Читать книгу Psychiatrische Differenzialdiagnostik - Ulrich Seidl - Страница 13

1.6 Klassifikationen

Оглавление

Die Geschichte ist voll von unterschiedlichsten Sichten auf psychiatrische Krankheiten, von streng ordnenden diagnostischen Systemen bis hin zur völligen Ablehnung jeglicher Diagnose in der Antipsychiatrie-Bewegung und ihren Ausläufern seit den 1960er Jahren des 20. Jahrhunderts.
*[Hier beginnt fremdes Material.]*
//! Ambient timeout bookkeeping
//!
//! A resolver keeps one mutable "current timeout". Callers raise or lower it
//! before a lookup; every top-level call reads it exactly once into a
//! [`CallContext`] and the value drops back to the policy baseline once the
//! call completes.

use std::time::Duration;

use locus_policy_center::TimeoutResetPolicy;
use parking_lot::Mutex;
use tracing::debug;

/// Current timeout override; `None` means the policy baseline applies
#[derive(Debug, Default)]
pub struct TimeoutSettings {
    current: Mutex<Option<Duration>>,
}

impl TimeoutSettings {
    pub fn new() -> Self {
        Self::default()
    }

    /// Use `timeout` for lookups until the next reset
    pub fn set_timeout(&self, timeout: Duration) {
        *self.current.lock() = Some(timeout);
    }

    /// Timeout the next lookup will use
    pub fn current(&self, baseline: Duration) -> Duration {
        (*self.current.lock()).unwrap_or(baseline)
    }

    /// Return to the baseline
    pub fn drop_timeouts(&self) {
        *self.current.lock() = None;
    }

    pub fn is_overridden(&self) -> bool {
        self.current.lock().is_some()
    }
}

/// Budget captured once at the entry of a resolution and carried down to
/// nested steps.
#[derive(Debug, Clone, Copy, PartialEq, Eq)]
pub struct CallContext {
    timeout: Duration,
    depth: usize,
    ambient: bool,
}

impl CallContext {
    /// Entry of a call reading the ambient timeout
    pub fn top_level(timeout: Duration) -> Self {
        Self {
            timeout,
            depth: 0,
            ambient: true,
        }
    }

    /// Entry of a call with its own timeout; the ambient value is left alone
    pub fn explicit(timeout: Duration) -> Self {
        Self {
            timeout,
            depth: 0,
            ambient: false,
        }
    }

    /// Same budget, one level deeper
    pub fn nested(&self) -> Self {
        Self {
            depth: self.depth + 1,
            ..*self
        }
    }

    pub fn timeout(&self) -> Duration {
        self.timeout
    }

    pub fn depth(&self) -> usize {
        self.depth
    }

    pub fn is_top_level(&self) -> bool {
        self.depth == 0
    }

    pub fn uses_ambient(&self) -> bool {
        self.ambient
    }
}

/// Resets the ambient timeout when dropped, whichever way the call ends
#[must_use = "the ambient timeout is reset when the lease is dropped"]
pub struct TimeoutLease<'a> {
    settings: &'a TimeoutSettings,
    reset: bool,
    depth: usize,
}

impl<'a> TimeoutLease<'a> {
    pub fn acquire(
        settings: &'a TimeoutSettings,
        ctx: &CallContext,
        policy: TimeoutResetPolicy,
    ) -> Self {
        let reset = ctx.uses_ambient()
            && match policy {
                TimeoutResetPolicy::EveryCall => true,
                TimeoutResetPolicy::TopLevelOnly => ctx.is_top_level(),
            };
        Self {
            settings,
            reset,
            depth: ctx.depth(),
        }
    }

    pub fn resets(&self) -> bool {
        self.reset
    }
}

impl Drop for TimeoutLease<'_> {
    fn drop(&mut self) {
        if self.reset {
            debug!(depth = self.depth, "ambient timeout back to baseline");
            self.settings.drop_timeouts();
        }
    }
}

#[cfg(test)]
mod tests {
    use super::*;

    const BASELINE: Duration = Duration::from_secs(20);

    #[test]
    fn override_applies_until_dropped() {
        let settings = TimeoutSettings::new();
        assert_eq!(settings.current(BASELINE), BASELINE);

        settings.set_timeout(Duration::from_secs(2));
        assert_eq!(settings.current(BASELINE), Duration::from_secs(2));
        assert!(settings.is_overridden());

        settings.drop_timeouts();
        assert_eq!(settings.current(BASELINE), BASELINE);
    }

    #[test]
    fn nested_context_keeps_outer_budget() {
        let outer = CallContext::top_level(Duration::from_secs(7));
        let inner = outer.nested();
        assert_eq!(inner.timeout(), Duration::from_secs(7));
        assert_eq!(inner.depth(), 1);
        assert!(!inner.is_top_level());
    }

    #[test]
    fn every_call_resets_after_nested_step() {
        let settings = TimeoutSettings::new();
        settings.set_timeout(Duration::from_secs(3));
        let outer = CallContext::top_level(Duration::from_secs(3));
        {
            let _lease = TimeoutLease::acquire(
                &settings,
                &outer.nested(),
                TimeoutResetPolicy::EveryCall,
            );
        }
        assert!(!settings.is_overridden());
    }

    #[test]
    fn top_level_only_defers_reset_to_outermost_call() {
        let settings = TimeoutSettings::new();
        settings.set_timeout(Duration::from_secs(3));
        let outer = CallContext::top_level(Duration::from_secs(3));

        let outer_lease =
            TimeoutLease::acquire(&settings, &outer, TimeoutResetPolicy::TopLevelOnly);
        {
            let inner_lease = TimeoutLease::acquire(
                &settings,
                &outer.nested(),
                TimeoutResetPolicy::TopLevelOnly,
            );
            assert!(!inner_lease.resets());
        }
        assert!(settings.is_overridden());

        drop(outer_lease);
        assert!(!settings.is_overridden());
    }

    #[test]
    fn explicit_timeout_never_touches_ambient_value() {
        let settings = TimeoutSettings::new();
        settings.set_timeout(Duration::from_secs(9));
        let ctx = CallContext::explicit(Duration::from_secs(1));
        let lease = TimeoutLease::acquire(&settings, &ctx, TimeoutResetPolicy::EveryCall);
        assert!(!lease.resets());
        drop(lease);
        assert_eq!(settings.current(BASELINE), Duration::from_secs(9));
    }

    #[test]
    fn lease_resets_on_early_exit() {
        fn fails(settings: &TimeoutSettings) -> Result<(), &'static str> {
            let _lease = TimeoutLease::acquire(
                settings,
                &CallContext::top_level(Duration::from_secs(1)),
                TimeoutResetPolicy::EveryCall,
            );
            Err::<(), _>("lookup failed")?;
            Ok(())
        }

        let settings = TimeoutSettings::new();
        settings.set_timeout(Duration::from_secs(1));
        assert!(fails(&settings).is_err());
        assert!(!settings.is_overridden());
    }
}
//! Candidate filtering

use std::fmt;
use std::sync::Arc;

use locus_policy_center::DefaultCriteria;

use crate::driver::ElementHandle;
use crate::types::LogicalElement;

type Predicate<H> = Arc<dyn Fn(&H) -> bool + Send + Sync>;

/// Filter deciding which driver candidates count as matches
pub enum SearchCriteria<H> {
    /// Visible elements only
    Displayed,
    /// Visible and interactable elements only
    DisplayedAndEnabled,
    /// Every element the driver returned
    Any,
    /// Caller supplied predicate; must be side-effect free
    Custom(Predicate<H>),
}

impl<H: ElementHandle> SearchCriteria<H> {
    pub fn custom<F>(predicate: F) -> Self
    where
        F: Fn(&H) -> bool + Send + Sync + 'static,
    {
        SearchCriteria::Custom(Arc::new(predicate))
    }

    pub fn matches(&self, handle: &H) -> bool {
        match self {
            SearchCriteria::Displayed => handle.is_displayed(),
            SearchCriteria::DisplayedAndEnabled => handle.is_displayed() && handle.is_enabled(),
            SearchCriteria::Any => true,
            SearchCriteria::Custom(predicate) => predicate(handle),
        }
    }

    /// True when at least one candidate passes
    pub fn any_match(&self, handles: &[H]) -> bool {
        handles.iter().any(|handle| self.matches(handle))
    }

    /// Keep passing candidates in their original order
    pub fn filter(&self, handles: Vec<H>) -> Vec<H> {
        handles
            .into_iter()
            .filter(|handle| self.matches(handle))
            .collect()
    }
}

impl<H> SearchCriteria<H> {
    pub fn name(&self) -> &'static str {
        match self {
            SearchCriteria::Displayed => "displayed",
            SearchCriteria::DisplayedAndEnabled => "displayed_and_enabled",
            SearchCriteria::Any => "any",
            SearchCriteria::Custom(_) => "custom",
        }
    }
}

impl<H> Clone for SearchCriteria<H> {
    fn clone(&self) -> Self {
        match self {
            SearchCriteria::Displayed => SearchCriteria::Displayed,
            SearchCriteria::DisplayedAndEnabled => SearchCriteria::DisplayedAndEnabled,
            SearchCriteria::Any => SearchCriteria::Any,
            SearchCriteria::Custom(predicate) => SearchCriteria::Custom(Arc::clone(predicate)),
        }
    }
}

impl<H> fmt::Debug for SearchCriteria<H> {
    fn fmt(&self, f: &mut fmt::Formatter<'_>) -> fmt::Result {
        f.write_str(self.name())
    }
}

impl<H> From<DefaultCriteria> for SearchCriteria<H> {
    fn from(value: DefaultCriteria) -> Self {
        match value {
            DefaultCriteria::Displayed => SearchCriteria::Displayed,
            DefaultCriteria::DisplayedAndEnabled => SearchCriteria::DisplayedAndEnabled,
            DefaultCriteria::Any => SearchCriteria::Any,
        }
    }
}

/// The element's own criteria if it has one, otherwise the ambient default
pub fn effective_criteria<H: ElementHandle>(
    element: &LogicalElement<H>,
    ambient: &SearchCriteria<H>,
) -> SearchCriteria<H> {
    element
        .criteria()
        .cloned()
        .unwrap_or_else(|| ambient.clone())
}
Um ein Verständnis für die aktuelle Einordnung psychiatrischer Krankheiten zu bekommen, ist es sinnvoll, sich mit der Historie der Sichtweisen und den daraus resultierenden Systemen der Klassifikation zu beschäftigen. Im Folgenden soll deshalb ein kleiner Einblick in historische Entwicklungen der psychiatrischen Nosologie gegeben werden. Der rote Faden ist dabei die immer wieder gestellte Frage nach Krankheitsursachen, deren jeweilige Antwort die Klassifikationen maßgeblich geprägt hat und weiterhin prägt.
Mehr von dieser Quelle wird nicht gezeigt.